All HCV-infected patients enrolled in the Pender Community Health Center HCV program were considered for enrolment in this study. Patients eligible for treatment according to contemporary Provincial guidelines were initiated on weekly pegylated interferon along with ribavirin 800–1200 mg/day (according to weight/genotype) with the interferon administered as DOT and the ribavirin dispensed weekly. Adherence and toxicity were monitored weekly, while efficacy was monitored by measurement of HCV-RNA at weeks 4, 12, at end of treatment (ETR), and 6 months later (to document a sustained virologic response, SVR). Patients completing the standard course of treatment constituted the control group, while those discontinuing early due to toxicity or other factors were the non-randomized experimental group, with SVR documented 6 months after the actual termination of therapy.

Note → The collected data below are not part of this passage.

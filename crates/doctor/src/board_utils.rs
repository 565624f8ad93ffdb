/// Board heuristics used to explain why one move beats another

use shakmaty::{Bitboard, Chess, Color, Position, Role, Square};

// Piece values for material calculation
pub const PAWN_VALUE: i32 = 1;
pub const KNIGHT_VALUE: i32 = 3;
pub const BISHOP_VALUE: i32 = 3;
pub const ROOK_VALUE: i32 = 5;
pub const QUEEN_VALUE: i32 = 9;

const CENTER: [Square; 4] = [Square::D4, Square::E4, Square::D5, Square::E5];

/// Piece value (no king)
pub fn piece_value(role: Role) -> i32 {
    match role {
        Role::Pawn => PAWN_VALUE,
        Role::Knight => KNIGHT_VALUE,
        Role::Bishop => BISHOP_VALUE,
        Role::Rook => ROOK_VALUE,
        Role::Queen => QUEEN_VALUE,
        Role::King => 0,
    }
}

/// Squares of `color`'s pieces that attack `square`
fn attackers(pos: &Chess, square: Square, color: Color) -> Bitboard {
    let board = pos.board();
    board.attacks_to(square, color, board.occupied())
}

/// A piece is hanging when the opponent attacks it and it is either
/// undefended or attacked by something cheaper.
pub fn is_hanging(pos: &Chess, square: Square) -> bool {
    let Some(piece) = pos.board().piece_at(square) else {
        return false;
    };
    if piece.role == Role::King {
        return false;
    }
    let enemy = attackers(pos, square, !piece.color);
    if enemy.is_empty() {
        return false;
    }
    if attackers(pos, square, piece.color).is_empty() {
        return true;
    }
    let value = piece_value(piece.role);
    enemy
        .into_iter()
        .filter_map(|sq| pos.board().role_at(sq))
        .any(|role| role != Role::King && piece_value(role) < value)
}

/// Hanging pieces of `color`, most valuable first.
pub fn hanging_pieces(pos: &Chess, color: Color) -> Vec<(Square, Role)> {
    let board = pos.board();
    let mut hanging: Vec<(Square, Role)> = board
        .by_color(color)
        .into_iter()
        .filter(|&sq| is_hanging(pos, sq))
        .filter_map(|sq| board.role_at(sq).map(|role| (sq, role)))
        .collect();
    hanging.sort_by_key(|&(sq, role)| (-piece_value(role), sq));
    hanging
}

/// Center squares (d4, e4, d5, e5) occupied or attacked by `color`.
pub fn center_control(pos: &Chess, color: Color) -> usize {
    let ours = pos.board().by_color(color);
    CENTER
        .iter()
        .filter(|&&sq| ours.contains(sq) || !attackers(pos, sq, color).is_empty())
        .count()
}

/// Own pawns on the three files around the king, one or two ranks in front.
pub fn pawn_shield(pos: &Chess, color: Color) -> usize {
    let board = pos.board();
    let Some(king) = board.king_of(color) else {
        return 0;
    };
    let pawns = board.by_color(color) & board.by_role(Role::Pawn);
    let forward = match color {
        Color::White => 1,
        Color::Black => -1,
    };

    let mut count = 0;
    for df in -1..=1 {
        for step in 1..=2 {
            let (Some(file), Some(rank)) = (king.file().offset(df), king.rank().offset(forward * step))
            else {
                continue;
            };
            if pawns.contains(Square::from_coords(file, rank)) {
                count += 1;
            }
        }
    }
    count
}

/// Knights and bishops that have left their starting squares.
pub fn developed_minors(pos: &Chess, color: Color) -> usize {
    let board = pos.board();
    let minors = board.by_color(color) & (board.by_role(Role::Knight) | board.by_role(Role::Bishop));
    let home = match color {
        Color::White => [Square::B1, Square::C1, Square::F1, Square::G1],
        Color::Black => [Square::B8, Square::C8, Square::F8, Square::G8],
    };
    minors.into_iter().filter(|sq| !home.contains(sq)).count()
}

Among the 32 patients who received treatment (27 males, 20 geno 2/3), 19 (59%) achieved SVR (16 male, 15 geno 2/3), 14/32 received standard and 18/32 received shorter course of therapy. In the latter group, success rate was 8/18 (44%) and was higher in those with genotype 2/3 (6/9 vs. 2/9 for geno 1); 3/4 who had RVR achieved SVR and 4/4 who had no RVR did not achieve SVR. In contrast, in those completing a standard course of therapy, success rate was 9/14 (64%) and was comparable in geno 2/3 (9/11) vs. geno 1 (2/3). The median duration of therapy in the short course group was 15.5 weeks (range 1–6). The main reasons for early discontinuation were toxicity (eight), lack of virologic response (five), addiction-related issues (five).
Shorter duration of treatment of HCV can be successful in IDUs, particularly if the infection is with HCV genotype 2/3 and an RVR can be documented. Although the shorter duration of therapy cannot yet be recommended as a standard of care, these data may help inform therapeutic decisions in the face of inevitable premature discontinuation of therapy.